About as many Democrats and Democratic-leaning independents think the news media has a positive (44%) as negative (46%) impact on the way things are going in the country. The share of Democrats holding a positive view of the news media’s impact has increased 11 percentage points since last August (33%).
Republicans, by about eight-to-one (85% to 10%), say the news media has a negative effect. These views have changed little in the past few years.
Aside from their growing differences over the impact of colleges and the news media, Republicans and Democrats remain far apart in their assessments of the effects of other institutions on the nation. Democrats continue to be more likely than Republicans to view labor unions positively (59% vs. 33%), while larger shares of Republicans have positive views of churches and religious institutions (73% of Republicans vs. 50% of Democrats) and banks and financial institutions (46% vs. 33%).
Yet even as partisan divides in views of some of these institutions have widened in recent years, the public’s overall evaluations are little changed. Majorities of Americans say churches and religious organizations (59%) and colleges and universities (55%) have a positive effect. Nearly half (47%) say labor unions have a positive impact; 32% see their impact negatively.
Views of the impact of banks and other financial institutions are more negative (46%) than positive (39%). And by roughly two-to-one (63% to 28%), more Americans say that the national news media has a negative than positive effect on the way things are going in the country.
The survey finds that Republicans’ attitudes about the effect of colleges and universities have changed dramatically over a relatively short period of time.

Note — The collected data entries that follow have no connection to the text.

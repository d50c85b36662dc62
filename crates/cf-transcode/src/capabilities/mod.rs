//! What the installed transcoder can do.
//!
//! A [`Capabilities`] value is an immutable snapshot of five name sets.
//! Builders consult it before choosing any hardware encoder, decoder, or
//! filter; an empty snapshot makes every query fail, which drives the
//! builders onto the software path.

mod cache;
mod parse;
mod probe;

use std::collections::BTreeSet;

use serde::{Deserialize, Serialize};

use crate::builder::AccelPolicy;
use crate::format::{HardwareAccelerationMode, VideoFormat};

pub use cache::CapabilityCache;
pub use parse::{parse_codec_listing, parse_filter_listing, parse_hwaccels, parse_pixel_formats};
pub use probe::probe_capabilities;

/// Snapshot of the transcoder's encoders, decoders, hardware acceleration
/// methods, pixel formats, and filters.
#[derive(Debug, Clone, Default, PartialEq, Eq, Serialize, Deserialize)]
#[serde(default)]
pub struct Capabilities {
    pub encoders: BTreeSet<String>,
    pub decoders: BTreeSet<String>,
    pub hardware_accels: BTreeSet<String>,
    pub pixel_formats: BTreeSet<String>,
    pub filters: BTreeSet<String>,
}

impl Capabilities {
    /// A snapshot that supports nothing.
    pub fn empty() -> Self {
        Self::default()
    }

    pub fn with_encoders<I, S>(mut self, names: I) -> Self
    where
        I: IntoIterator<Item = S>,
        S: Into<String>,
    {
        self.encoders.extend(names.into_iter().map(Into::into));
        self
    }

    pub fn with_decoders<I, S>(mut self, names: I) -> Self
    where
        I: IntoIterator<Item = S>,
        S: Into<String>,
    {
        self.decoders.extend(names.into_iter().map(Into::into));
        self
    }

    pub fn with_hardware_accels<I, S>(mut self, names: I) -> Self
    where
        I: IntoIterator<Item = S>,
        S: Into<String>,
    {
        self.hardware_accels.extend(names.into_iter().map(Into::into));
        self
    }

    pub fn with_pixel_formats<I, S>(mut self, names: I) -> Self
    where
        I: IntoIterator<Item = S>,
        S: Into<String>,
    {
        self.pixel_formats.extend(names.into_iter().map(Into::into));
        self
    }

    pub fn with_filters<I, S>(mut self, names: I) -> Self
    where
        I: IntoIterator<Item = S>,
        S: Into<String>,
    {
        self.filters.extend(names.into_iter().map(Into::into));
        self
    }

    pub fn has_encoder(&self, name: &str) -> bool {
        self.encoders.contains(name)
    }

    pub fn has_decoder(&self, name: &str) -> bool {
        self.decoders.contains(name)
    }

    pub fn has_hardware_accel(&self, name: &str) -> bool {
        self.hardware_accels.contains(name)
    }

    pub fn has_pixel_format(&self, name: &str) -> bool {
        self.pixel_formats.contains(name)
    }

    pub fn has_filter(&self, name: &str) -> bool {
        self.filters.contains(name)
    }

    /// Whether `mode` has an encoder for `format` in this snapshot.
    pub fn can_encode(&self, mode: HardwareAccelerationMode, format: &VideoFormat) -> bool {
        AccelPolicy::for_mode(mode)
            .and_then(|policy| policy.encoder(format))
            .is_some_and(|name| self.has_encoder(name))
    }

    /// Whether `mode` can decode `format` with this snapshot, ignoring
    /// per-stream restrictions such as bit depth.
    pub fn can_decode(&self, mode: HardwareAccelerationMode, format: &VideoFormat) -> bool {
        let Some(policy) = AccelPolicy::for_mode(mode) else {
            return false;
        };
        if !self.has_hardware_accel(policy.hwaccel) {
            return false;
        }
        match policy.decoder_entry(format) {
            Some(Some(name)) => self.has_decoder(name),
            Some(None) => true,
            None => false,
        }
    }

    pub fn is_empty(&self) -> bool {
        self.encoders.is_empty()
            && self.decoders.is_empty()
            && self.hardware_accels.is_empty()
            && self.pixel_formats.is_empty()
            && self.filters.is_empty()
    }

    /// Load a snapshot previously written with `serde_json`.
    pub fn from_json(json: &str) -> cf_core::Result<Self> {
        serde_json::from_str(json)
            .map_err(|e| cf_core::Error::Serialization(format!("invalid capability snapshot: {e}")))
    }
}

As recently as two years ago, most Republicans and Republican leaners held a positive view of the role of colleges and universities. In September 2015, 54% of Republicans said colleges and universities had a positive impact on the way things were going in the country; 37% rated their impact negatively.

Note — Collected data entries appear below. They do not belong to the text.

use clap::{Parser, Subcommand};
use std::path::PathBuf;

#[derive(Parser)]
#[command(name = "castforge")]
#[command(author, version, about = "Transcode pipeline compiler for virtual broadcast channels")]
pub struct Cli {
    /// Path to config file
    #[arg(short, long, global = true)]
    pub config: Option<PathBuf>,

    /// Enable verbose logging
    #[arg(short, long, global = true)]
    pub verbose: bool,

    #[command(subcommand)]
    pub command: Commands,
}

#[derive(Subcommand)]
pub enum Commands {
    /// Probe the installed ffmpeg and list what it supports
    Capabilities {
        /// Output as JSON (usable as a --capabilities snapshot)
        #[arg(long)]
        json: bool,
    },

    /// Compile a JSON transcode job into an ffmpeg command
    Build {
        /// Job file to compile
        #[arg(required = true)]
        job: PathBuf,

        /// Capability snapshot to build against instead of probing ffmpeg
        #[arg(long)]
        capabilities: Option<PathBuf>,

        /// Output the command and steps as JSON
        #[arg(long)]
        json: bool,
    },

    /// Render the concat remux command for a channel
    Concat {
        /// Concat playlist URL
        url: String,

        /// Channel name written into stream metadata
        #[arg(long)]
        channel_name: String,
    },

    /// Render the command that relays a segmented channel stream
    Segmenter {
        /// Playlist URL of the segmented stream
        url: String,

        /// Channel name written into stream metadata
        #[arg(long)]
        channel_name: String,
    },

    /// Render the command that resizes an image
    Resize {
        /// Source image
        input: String,

        /// Destination image
        output: String,

        /// Target height in pixels
        #[arg(long)]
        height: u32,

        /// Target width in pixels (derived from the aspect ratio if omitted)
        #[arg(long)]
        width: Option<u32>,
    },

    /// Check that required external tools are available
    CheckTools,

    /// Validate configuration file
    Validate {
        /// Config file to validate (uses default if not specified)
        config: Option<PathBuf>,
    },

    /// Display version information
    Version,
}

By 2016, Republicans’ ratings of colleges and universities were mixed (43% positive, 45% negative). Today, for the first time on a question asked since 2010, a majority (58%) of Republicans say colleges and universities are having a negative effect on the way things are going in the country, while 36% say they have a positive effect.
Among Republicans, there is an ideological gap in views of the impact of colleges and universities and other institutions: Nearly two-thirds of conservative Republicans (65%) say colleges are having a negative impact, compared with just 43% of moderate and liberal Republicans.
The ideological differences are less striking among Democrats. Wide majorities of both liberal Democrats (79%) and conservative and moderate Democrats (67%) say colleges have a positive impact.
However, Democrats are more ideologically divided than are Republicans over the effect of churches and religious organizations.
Liberal Democrats are about as likely to say the impact of churches and religious organizations is negative (44%) as they are to say it is positive (40%). By two-to-one (58% to 29%), more conservative and moderate Democrats say churches have a positive than negative effect on the country.
Majorities of both conservative Republicans and Republican leaners (75%) and moderate and liberal Republicans (68%) say churches and religious organizations have a positive impact.
There also are pronounced ideological differences in views of the national media. On balance, more liberal Democrats say the national news media has a positive (51%) than negative (39%) impact on the country. Opinion among conservative and moderate Democrats is the reverse (39% positive, 51% negative). Among Republicans, negative views of the news media are shared by large majorities of both conservative Republicans (87%) and moderate and liberal Republicans (80%).